Skip to content
New issue

Have a question about this project? Sign up for a free GitHub account to open an issue and contact its maintainers and the community.

By clicking “Sign up for GitHub”, you agree to our terms of service and privacy statement. We’ll occasionally send you account related emails.

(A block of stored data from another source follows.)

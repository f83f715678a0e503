//! BLAKE3 digests of payloads and view states.

use crate::error::CoreResult;
use serde::{Deserialize, Serialize};
use std::fmt;
use std::str::FromStr;

/// 32-byte BLAKE3 digest, serialized as lowercase hex
#[derive(Debug, Clone, Copy, PartialEq, Eq, Hash, PartialOrd, Ord, Serialize, Deserialize)]
#[serde(try_from = "String", into = "String")]
pub struct Hash([u8; 32]);

impl Hash {
    /// Digest of raw bytes
    #[must_use]
    pub fn compute(data: &[u8]) -> Self {
        Self(*blake3::hash(data).as_bytes())
    }

    /// Digest of a value's JSON encoding
    ///
    /// The value goes through `serde_json::Value` first, so object keys are
    /// emitted in one fixed order whatever order the type serializes them in.
    ///
    /// # Errors
    ///
    /// Returns `Encoding` if the value cannot be encoded as JSON
    pub fn of_json<T: Serialize + ?Sized>(value: &T) -> CoreResult<Self> {
        let canonical = serde_json::to_value(value)?;
        Ok(Self::compute(&serde_json::to_vec(&canonical)?))
    }

    /// Whether `data` digests to this hash
    #[must_use]
    pub fn verify(&self, data: &[u8]) -> bool {
        Self::compute(data) == *self
    }

    /// Lowercase hex form
    #[must_use]
    pub fn to_hex(&self) -> String {
        hex::encode(self.0)
    }
}

impl FromStr for Hash {
    type Err = HashError;

    fn from_str(text: &str) -> Result<Self, HashError> {
        let bytes = hex::decode(text).map_err(|_| HashError::InvalidHex)?;
        let len = bytes.len();
        bytes
            .try_into()
            .map(Self)
            .map_err(|_| HashError::InvalidLength(len))
    }
}

impl TryFrom<String> for Hash {
    type Error = HashError;

    fn try_from(text: String) -> Result<Self, HashError> {
        text.parse()
    }
}

impl From<Hash> for String {
    fn from(hash: Hash) -> Self {
        hash.to_hex()
    }
}

impl fmt::Display for Hash {
    fn fmt(&self, f: &mut fmt::Formatter<'_>) -> fmt::Result {
        f.write_str(&self.to_hex())
    }
}

/// Failure to parse a [`Hash`] from text
#[derive(Debug, Clone, PartialEq, Eq, thiserror::Error)]
pub enum HashError {
    /// Not valid hex
    #[error("Invalid hex encoding")]
    InvalidHex,
    /// Decoded to the wrong number of bytes
    #[error("Invalid hash length: {0} bytes, expected 32")]
    InvalidLength(usize),
}

#[cfg(test)]
mod tests {
    use super::*;
    use serde_json::json;

    #[test]
    fn test_hex_round_trip() {
        let hash = Hash::compute(b"deposited");
        assert_eq!(hash.to_hex().len(), 64);
        assert_eq!(hash.to_hex().parse::<Hash>(), Ok(hash));
    }

    #[test]
    fn test_parse_errors() {
        assert_eq!("zz".parse::<Hash>(), Err(HashError::InvalidHex));
        assert_eq!("abcd".parse::<Hash>(), Err(HashError::InvalidLength(2)));
    }

    #[test]
    fn test_serializes_as_hex_string() {
        let hash = Hash::compute(b"state");
        let encoded = serde_json::to_value(hash).unwrap();
        assert_eq!(encoded, json!(hash.to_hex()));
        let decoded: Hash = serde_json::from_value(encoded).unwrap();
        assert_eq!(decoded, hash);
    }

    #[test]
    fn test_verify() {
        let hash = Hash::compute(b"payload");
        assert!(hash.verify(b"payload"));
        assert!(!hash.verify(b"other"));
    }

    #[test]
    fn test_of_json_ignores_field_order() {
        let a = Hash::of_json(&json!({"a": 1, "b": [1, 2]})).unwrap();
        let b = Hash::of_json(&json!({"b": [1, 2], "a": 1})).unwrap();
        assert_eq!(a, b);
        assert_ne!(a, Hash::of_json(&json!({"a": 2, "b": [1, 2]})).unwrap());
    }
}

Already on GitHub? Sign in to your account

Runner created but no pods linked on GHES on Canary from 13/03/2022 #1223

Closed
Eriwyr opened this issue Mar 15, 2022 · 13 comments · Fixed by #1237
Closed

Runner created but no pods linked on GHES on Canary from 13/03/2022 #1223

Eriwyr opened this issue Mar 15, 2022 · 13 comments · Fixed by #1237

Comments

@Eriwyr
Copy link

Eriwyr commented Mar 15, 2022

Describe the bug
We try to use the latest version of the canary image of the action runner controller in our GHES cluster to take advantage of the latest fixes. (We are really eager to see the 0.22 release :) )

We notice the following problem:

When launching jobs we can see objects of kind runner appearing in the cluster but no pods are launched.

There are errors logged on the runner-controller.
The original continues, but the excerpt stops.